Try it: Transcribe the entries, keeping every character the same.
::::::::
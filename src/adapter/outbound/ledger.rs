//! In-memory position ledger.

use std::collections::HashMap;

use parking_lot::Mutex;

use crate::domain::{MarketId, Position, PositionId, Principal, Quantity};
use crate::error::{AccessError, CollaboratorError, Result};
use crate::port::PositionLedger;

#[derive(Debug, Default)]
struct LedgerState {
    next_id: u64,
    positions: HashMap<PositionId, Position>,
}

/// Position ledger that only accepts mutations from the configured core.
#[derive(Debug)]
pub struct InMemoryLedger {
    core: Principal,
    state: Mutex<LedgerState>,
}

impl InMemoryLedger {
    #[must_use]
    pub fn new(core: Principal) -> Self {
        Self {
            core,
            state: Mutex::new(LedgerState::default()),
        }
    }

    /// Positions held by `owner`, ordered by id.
    #[must_use]
    pub fn positions_of(&self, owner: Principal) -> Vec<Position> {
        let state = self.state.lock();
        let mut held: Vec<Position> = state
            .positions
            .values()
            .filter(|p| p.owner() == owner)
            .copied()
            .collect();
        held.sort_by_key(Position::id);
        held
    }

    #[must_use]
    pub fn len(&self) -> usize {
        self.state.lock().positions.len()
    }

    #[must_use]
    pub fn is_empty(&self) -> bool {
        self.len() == 0
    }

    fn authorize(&self, caller: &Principal) -> Result<()> {
        if *caller == self.core {
            Ok(())
        } else {
            Err(AccessError::Unauthorized { principal: *caller }.into())
        }
    }
}

impl PositionLedger for InMemoryLedger {
    fn mint(
        &self,
        caller: &Principal,
        owner: Principal,
        market_id: MarketId,
        lower_tick: i64,
        upper_tick: i64,
        quantity: Quantity,
    ) -> Result<PositionId> {
        self.authorize(caller)?;
        let mut state = self.state.lock();
        state.next_id += 1;
        let id = PositionId::new(state.next_id);
        let position = Position::new(id, owner, market_id, lower_tick, upper_tick, quantity);
        state.positions.insert(id, position);
        Ok(id)
    }

    fn set_quantity(&self, caller: &Principal, id: PositionId, quantity: Quantity) -> Result<()> {
        self.authorize(caller)?;
        let mut state = self.state.lock();
        let position = state
            .positions
            .get_mut(&id)
            .ok_or(CollaboratorError::UnknownPosition(id))?;
        *position = position.with_quantity(quantity);
        Ok(())
    }

    fn burn(&self, caller: &Principal, id: PositionId) -> Result<()> {
        self.authorize(caller)?;
        self.state
            .lock()
            .positions
            .remove(&id)
            .map(|_| ())
            .ok_or_else(|| CollaboratorError::UnknownPosition(id).into())
    }

    fn position(&self, id: PositionId) -> Option<Position> {
        self.state.lock().positions.get(&id).copied()
    }
}

#[cfg(test)]
mod tests {
    use super::*;
    use crate::error::Error;
    use alloy_primitives::Address;

    fn core() -> Principal {
        Principal::new(Address::with_last_byte(0xc0))
    }

    fn alice() -> Principal {
        Principal::new(Address::with_last_byte(0xa1))
    }

    #[test]
    fn mint_assigns_sequential_ids() {
        let ledger = InMemoryLedger::new(core());
        let first = ledger.mint(&core(), alice(), MarketId::new(1), 0, 10, 5).unwrap();
        let second = ledger.mint(&core(), alice(), MarketId::new(1), 0, 10, 5).unwrap();
        assert_eq!(first, PositionId::new(1));
        assert_eq!(second, PositionId::new(2));
        assert_eq!(ledger.positions_of(alice()).len(), 2);
    }

    #[test]
    fn rejects_callers_other_than_core() {
        let ledger = InMemoryLedger::new(core());
        let err = ledger
            .mint(&alice(), alice(), MarketId::new(1), 0, 10, 5)
            .unwrap_err();
        assert!(matches!(
            err,
            Error::Access(AccessError::Unauthorized { principal }) if principal == alice()
        ));
        assert!(ledger.is_empty());
    }

    #[test]
    fn set_quantity_and_burn() {
        let ledger = InMemoryLedger::new(core());
        let id = ledger.mint(&core(), alice(), MarketId::new(1), 0, 10, 5).unwrap();
        ledger.set_quantity(&core(), id, 9).unwrap();
        assert_eq!(ledger.position(id).unwrap().quantity(), 9);
        ledger.burn(&core(), id).unwrap();
        assert!(ledger.position(id).is_none());
        assert!(matches!(
            ledger.burn(&core(), id),
            Err(Error::Collaborator(CollaboratorError::UnknownPosition(_)))
        ));
    }
}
::::::::
Solution for this exercise:
filename src/adapter/outbound/ledger.rs
//! In-memory position ledger.

use std::collections::HashMap;

use parking_lot::Mutex;

use crate::domain::{MarketId, Position, PositionId, Principal, Quantity};
use crate::error::{AccessError, CollaboratorError, Result};
use crate::port::PositionLedger;

#[derive(Debug, Default)]
struct LedgerState {
    next_id: u64,
    positions: HashMap<PositionId, Position>,
}

/// Position ledger that only accepts mutations from the configured core.
#[derive(Debug)]
pub struct InMemoryLedger {
    core: Principal,
    state: Mutex<LedgerState>,
}

impl InMemoryLedger {
    #[must_use]
    pub fn new(core: Principal) -> Self {
        Self {
            core,
            state: Mutex::new(LedgerState::default()),
        }
    }

    /// Positions held by `owner`, ordered by id.
    #[must_use]
    pub fn positions_of(&self, owner: Principal) -> Vec<Position> {
        let state = self.state.lock();
        let mut held: Vec<Position> = state
            .positions
            .values()
            .filter(|p| p.owner() == owner)
            .copied()
            .collect();
        held.sort_by_key(Position::id);
        held
    }

    #[must_use]
    pub fn len(&self) -> usize {
        self.state.lock().positions.len()
    }

    #[must_use]
    pub fn is_empty(&self) -> bool {
        self.len() == 0
    }

    fn authorize(&self, caller: &Principal) -> Result<()> {
        if *caller == self.core {
            Ok(())
        } else {
            Err(AccessError::Unauthorized { principal: *caller }.into())
        }
    }
}

impl PositionLedger for InMemoryLedger {
    fn mint(
        &self,
        caller: &Principal,
        owner: Principal,
        market_id: MarketId,
        lower_tick: i64,
        upper_tick: i64,
        quantity: Quantity,
    ) -> Result<PositionId> {
        self.authorize(caller)?;
        let mut state = self.state.lock();
        state.next_id += 1;
        let id = PositionId::new(state.next_id);
        let position = Position::new(id, owner, market_id, lower_tick, upper_tick, quantity);
        state.positions.insert(id, position);
        Ok(id)
    }

    fn set_quantity(&self, caller: &Principal, id: PositionId, quantity: Quantity) -> Result<()> {
        self.authorize(caller)?;
        let mut state = self.state.lock();
        let position = state
            .positions
            .get_mut(&id)
            .ok_or(CollaboratorError::UnknownPosition(id))?;
        *position = position.with_quantity(quantity);
        Ok(())
    }

    fn burn(&self, caller: &Principal, id: PositionId) -> Result<()> {
        self.authorize(caller)?;
        self.state
            .lock()
            .positions
            .remove(&id)
            .map(|_| ())
            .ok_or_else(|| CollaboratorError::UnknownPosition(id).into())
    }

    fn position(&self, id: PositionId) -> Option<Position> {
        self.state.lock().positions.get(&id).copied()
    }
}

#[cfg(test)]
mod tests {
    use super::*;
    use crate::error::Error;
    use alloy_primitives::Address;

    fn core() -> Principal {
        Principal::new(Address::with_last_byte(0xc0))
    }

    fn alice() -> Principal {
        Principal::new(Address::with_last_byte(0xa1))
    }

    #[test]
    fn mint_assigns_sequential_ids() {
        let ledger = InMemoryLedger::new(core());
        let first = ledger.mint(&core(), alice(), MarketId::new(1), 0, 10, 5).unwrap();
        let second = ledger.mint(&core(), alice(), MarketId::new(1), 0, 10, 5).unwrap();
        assert_eq!(first, PositionId::new(1));
        assert_eq!(second, PositionId::new(2));
        assert_eq!(ledger.positions_of(alice()).len(), 2);
    }

    #[test]
    fn rejects_callers_other_than_core() {
        let ledger = InMemoryLedger::new(core());
        let err = ledger
            .mint(&alice(), alice(), MarketId::new(1), 0, 10, 5)
            .unwrap_err();
        assert!(matches!(
            err,
            Error::Access(AccessError::Unauthorized { principal }) if principal == alice()
        ));
        assert!(ledger.is_empty());
    }

    #[test]
    fn set_quantity_and_burn() {
        let ledger = InMemoryLedger::new(core());
        let id = ledger.mint(&core(), alice(), MarketId::new(1), 0, 10, 5).unwrap();
        ledger.set_quantity(&core(), id, 9).unwrap();
        assert_eq!(ledger.position(id).unwrap().quantity(), 9);
        ledger.burn(&core(), id).unwrap();
        assert!(ledger.position(id).is_none());
        assert!(matches!(
            ledger.burn(&core(), id),
            Err(Error::Collaborator(CollaboratorError::UnknownPosition(_)))
        ));
    }
}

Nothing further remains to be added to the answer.